The condensing of time and space is easy to imagine in video games – like how Grand Theft Auto IV is based on New York City, but everything’s closer together or how The Legend of Zelda: Majora’s Mask has a three day cycle that does not actually span 72-hours – but imagining a decrease of time or space was difficult for me at first. However, as I write this I think I’m understanding it better. What pops into my mind is those old games of “House” that I would play with friends in elementary school that, in retrospect, were definitely improv games. We each had our characters in the family. Our house with its different rooms were designated by the lines of the Four-Square painted on the playground gravel and any other structures (the grocery store, work, school [woah meta]) were mimed a few steps outside of the Four-Square. Designations were key to condensed space. As for time, much like in Majora’s Mask, our days lasted minutes.

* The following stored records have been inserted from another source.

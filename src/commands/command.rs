//! Command trait shared by all subcommands.

use anyhow::Result;
use enum_dispatch::enum_dispatch;

/// Implemented by every bamflow subcommand.
///
/// `command_line` is the full invocation, used for provenance (@PG) lines.
#[enum_dispatch]
pub trait Command {
    #[allow(clippy::missing_errors_doc)]
    fn execute(&self, command_line: &str) -> Result<()>;
}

But did that allow us “freer learning”? Well the game certainly would have been boring if there were never any conflicts in our little made-up family. After a normal “day” or two in our game world, suddenly the dog will go missing or a murder would ensue and the game was on. Perhaps, the idea of “freer learning” has more to do with Sawyer’s emphases on the creative process and problem finding (152). In our little improv games, the fun was certainly first in finding one or more interesting-enough problems and then in playing at how to solve the problem. I suppose this could be called learning how to problem solve on subjects that we were interested in.
But how else can time and space be messed with to improve games? Is condensing time and/or space the only way to improve games or can increasing time or space lead to any positive outcomes? Let me know what you guys think!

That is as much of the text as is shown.